(Almost) Hands-Off Information Integration for the Life Sciences

(Almost) Hands-Off Information Integration for the Life Sciences Ulf Leser, Felix Naumann Presented By: Darshit Parekh

Table of Contents • Introduction - Introduction to Life Sciences - Data Integration in Life Sciences • ALADIN - Features of ALADIN - System Architecture for ALADIN - System Components Description • A Case study on Protein Data - Comparison of ALADIN with other existing Technologies - Advantages, Challenges and Bottlenecks in ALADIN • Summary - Demo on COLUMBA Project

1. Introduction to Life Sciences • Life science is the study of living things- plants and animals. • It helps to explain how living things relate to each other and to their surroundings. • It is the in-depth study of living organisms • More specifically following fields are included • Agrotechnology • Animal Science • Bio-Engineering • Bioinformatics and Biocomputing • Cell Biology • Neuroscience • A Broad field that studies life.

2. Data Integration in Life Sciences • Data integration in the life sciences has been topic of intensive research. • It’s one of the areas where large number of complex databases is freely available. • Research in this area is important as there is advancement in the medical technologies and hence, human health and wellness. • The data required for this kind of research and analysis is widely scattered over in many heterogeneous and autonomous data sources. • Life Science databases have number of traits which we need to consider when we start designing data integration system for the same. • Life sciences database stores only primary type of object which are described by rich and sometimes deeply nested annotations. • We consider an example of Swiss-Prot which is essentially protein database.

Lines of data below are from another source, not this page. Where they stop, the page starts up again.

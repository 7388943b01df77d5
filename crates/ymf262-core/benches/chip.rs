//! Benchmarks for the OPL3 sample loop
//!
//! Run with: cargo bench --bench chip -p ymf262

use criterion::{BenchmarkId, Criterion, criterion_group, criterion_main};
use std::hint::black_box;
use ymf262::{Opl3, Opl3Backend};

/// Operator register offsets of the nine bank-0 channels' carriers.
const CARRIERS: [u16; 9] = [0x03, 0x04, 0x05, 0x0b, 0x0c, 0x0d, 0x13, 0x14, 0x15];

/// Nine sounding 2-op voices on bank 0.
fn nine_voices(chip: &mut Opl3) {
    for (n, offset) in CARRIERS.iter().enumerate() {
        let n = n as u16;
        chip.write_register(0x20 + offset - 3, 0x21); // Modulator: sustain, MULT=1
        chip.write_register(0x40 + offset - 3, 0x20); // Modulator: moderate depth
        chip.write_register(0x60 + offset - 3, 0xf2);
        chip.write_register(0x20 + offset, 0x21); // Carrier: sustain, MULT=1
        chip.write_register(0x40 + offset, 0x08);
        chip.write_register(0x60 + offset, 0xf2);
        chip.write_register(0x80 + offset, 0x35);
        chip.write_register(0xc0 + n, 0x3c); // Feedback 6, FM
        chip.write_register(0xa0 + n, 0x44 + (n as u8) * 0x10);
        chip.write_register(0xb0 + n, 0x32); // Key on, block 4
    }
}

fn bench_generate(c: &mut Criterion) {
    let mut group = c.benchmark_group("generate");

    let mut chip = Opl3::default();
    nine_voices(&mut chip);

    for iterations in [100, 1000, 10000].iter() {
        group.bench_with_input(
            BenchmarkId::from_parameter(iterations),
            iterations,
            |b, &iterations| {
                b.iter(|| {
                    for _ in 0..iterations {
                        black_box(chip.generate());
                    }
                });
            },
        );
    }

    group.finish();
}

fn bench_generate_stream(c: &mut Criterion) {
    let mut group = c.benchmark_group("generate_stream");

    let mut chip = Opl3::new(44_100).expect("valid rate");
    nine_voices(&mut chip);

    for frames in [882, 4410, 44100].iter() {
        let mut buffer = vec![0i16; frames * 2];
        group.bench_with_input(BenchmarkId::from_parameter(frames), frames, |b, &frames| {
            b.iter(|| {
                chip.generate_stream(black_box(&mut buffer), frames)
                    .expect("buffer sized for frames");
            });
        });
    }

    group.finish();
}

fn bench_register_updates(c: &mut Criterion) {
    let mut chip = Opl3::default();

    c.bench_function("write_register", |b| {
        b.iter(|| {
            chip.write_register(black_box(0xa0), black_box(0x44));
            chip.write_register(black_box(0xb0), black_box(0x32));
            chip.write_register(black_box(0xc0), black_box(0x31));
            chip.write_register(black_box(0x104), black_box(0x3f));
            chip.write_register(black_box(0xbd), black_box(0x20));
        });
    });
}

fn bench_music_frame(c: &mut Criterion) {
    let mut chip = Opl3::new(44_100).expect("valid rate");
    nine_voices(&mut chip);

    c.bench_function("music_frame_735_samples", |b| {
        let mut note = 0u8;
        b.iter(|| {
            // Retrigger two voices through the write buffer, as a 60 Hz player would
            note = note.wrapping_add(1);
            chip.write_register_buffered(0xb0, 0x12);
            chip.write_register_buffered(0xa0, black_box(note));
            chip.write_register_buffered(0xb0, 0x32);
            chip.write_register_buffered(0xb1, 0x12);
            chip.write_register_buffered(0xb1, 0x32);

            for _ in 0..735 {
                black_box(chip.generate_resampled());
            }
        });
    });
}

fn bench_rhythm_mode(c: &mut Criterion) {
    let mut chip = Opl3::default();
    nine_voices(&mut chip);
    chip.write_register(0xbd, 0xff); // Rhythm on, all drums keyed, deep trem/vib

    c.bench_function("rhythm_mode", |b| {
        b.iter(|| {
            for _ in 0..1000 {
                black_box(chip.generate());
            }
        });
    });
}

fn bench_four_op_stereo_ext(c: &mut Criterion) {
    let mut chip = Opl3::default();
    chip.write_register(0x105, 0x03); // OPL3 mode, stereo extension
    chip.write_register(0x104, 0x3f);
    nine_voices(&mut chip);
    for n in 0..9u16 {
        chip.write_register(0xd0 + n, (n as u8) * 0x20);
    }

    c.bench_function("four_op_stereo_ext", |b| {
        b.iter(|| {
            for _ in 0..1000 {
                black_box(chip.generate_4ch());
            }
        });
    });
}

fn bench_backend_trait(c: &mut Criterion) {
    let mut chip = Opl3::new(48_000).expect("valid rate");
    nine_voices(&mut chip);

    c.bench_function("backend_generate_samples_960", |b| {
        b.iter(|| {
            black_box(Opl3Backend::generate_samples(&mut chip, 960));
        });
    });
}

criterion_group!(
    benches,
    bench_generate,
    bench_generate_stream,
    bench_register_updates,
    bench_music_frame,
    bench_rhythm_mode,
    bench_four_op_stereo_ext,
    bench_backend_trait
);
criterion_main!(benches);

2. Data Integration in Life Sciences Contd…. • The “Hubs” in the life science data world, provide links to large number of databases pointing from primary object of proteins to further information like protein structure, publications, taxonomic information, the gene encoding the protein, related diseases, known mutations , etc. • Internally stored as a pair ( target-database, accession number). • Presented as hyperlinks on web pages and helps the end user retrieve useful information from the protein database. • With large number of databases ,identifying the duplicates is an important tasks and needs to carefully perform the task. • Data Integration in life sciences involves either manual data curation or schema mapping and integration approach.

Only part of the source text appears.